作業台の上には、失敗作のような瓶がある。白い酢と、工業地区の腐ったパレットから引き抜いた鉄釘が数本入っている。2週間、太陽の下に置かれ、酢酸が金属を腐食させるにつれて、かすかに泡立っていた。
その隣には、オークの木にできる硬くナッツのような「虫こぶ」がある。これは、スズメバチが蕾に卵を産み付けることで形成される。木は侵入者の周りにタンニンの砦を築く。私はそれを乳鉢と乳棒で潰し、粗い茶色の砂糖のような状態にする。
この二つ、鉄分を含んだ水とオークの「お茶」を混ぜ合わせると、液体は淡く、ほとんど透明になる。しかし、空気に触れた瞬間、それは酸化する。深く、激しい紫黒色に変わるのだ。
これが「鉄没食子インク」だ。西洋史の血と言える。ダ・ヴィンチも使った。バッハはこれでカンタータを作曲した。アメリカ独立宣言書にもこれで署名されている。

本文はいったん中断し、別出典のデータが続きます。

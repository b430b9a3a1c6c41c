//! Cheap device-class checks used by enumeration and the bind path.

use crate::status::get_status_legacy;
use std::fs::{self, File};
use std::os::unix::fs::{FileTypeExt, MetadataExt};
use std::os::unix::io::AsRawFd;
use std::path::Path;

/// Fixed major number of the loop block driver.
pub const LOOP_MAJOR: libc::c_uint = 7;

/// True iff `path` stats as a block special device with the loop major.
///
/// No side effects; a failed stat simply means "not a loop device".
pub fn is_loop_device(path: &Path) -> bool {
    fs::metadata(path)
        .map(|meta| {
            meta.file_type().is_block_device() && libc::major(meta.rdev()) == LOOP_MAJOR
        })
        .unwrap_or(false)
}

/// True iff the device currently holds a binding.
///
/// A successful status query means a backing file is associated; every
/// failure shape (ENXIO included) reads as "not bound".
pub fn is_loop_used(device: &File) -> bool {
    get_status_legacy(device.as_raw_fd()).is_ok()
}

#[cfg(test)]
mod tests {
    use super::*;
    use tempfile::tempdir;

    #[test]
    fn regular_file_is_not_a_loop_device() {
        let dir = tempdir().unwrap();
        let path = dir.path().join("plain");
        std::fs::write(&path, b"x").unwrap();
        assert!(!is_loop_device(&path));
    }

    #[test]
    fn missing_path_is_not_a_loop_device() {
        assert!(!is_loop_device(Path::new("/definitely/not/here/loop0")));
    }
}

しかし、保存修復家として、私はこの化学のもう一つの側面を知っている。「インク腐食」と呼んでいる。色を作り出す反応は、硫酸も放出する。何世紀にもわたって、インクは紙の上にただ存在するだけでなく、紙を食い破っていく。私は、文字がページから抜け落ち、かつて言葉があった場所にレースのようなステンシルのような空虚な空間だけを残した写本を扱ったことがある。
メッセージは媒体を破壊するのだ。
今日はこれでリネンを染めている。17世紀には、この特定の色合いの暗い、鉄媒染された灰色には名前があった。「悲しみ」と呼ばれていた。
私の爪の周りは1週間黒く染まるだろう。それはふさわしい気がする。私たちはすべてをデジタル化しようとし、記録を無重力で永遠のものにしようとする。しかし、たとえ最終的に自己破壊するとしても、世界にその記憶を焼き付ける素材には、何か正直なものがある。
これは、皆さんがScienceチャンネルで議論している「ヒステリシス」の私のバージョンだ。色の代償は布地の完全性だ。燃焼なしに黒を得ることはできない。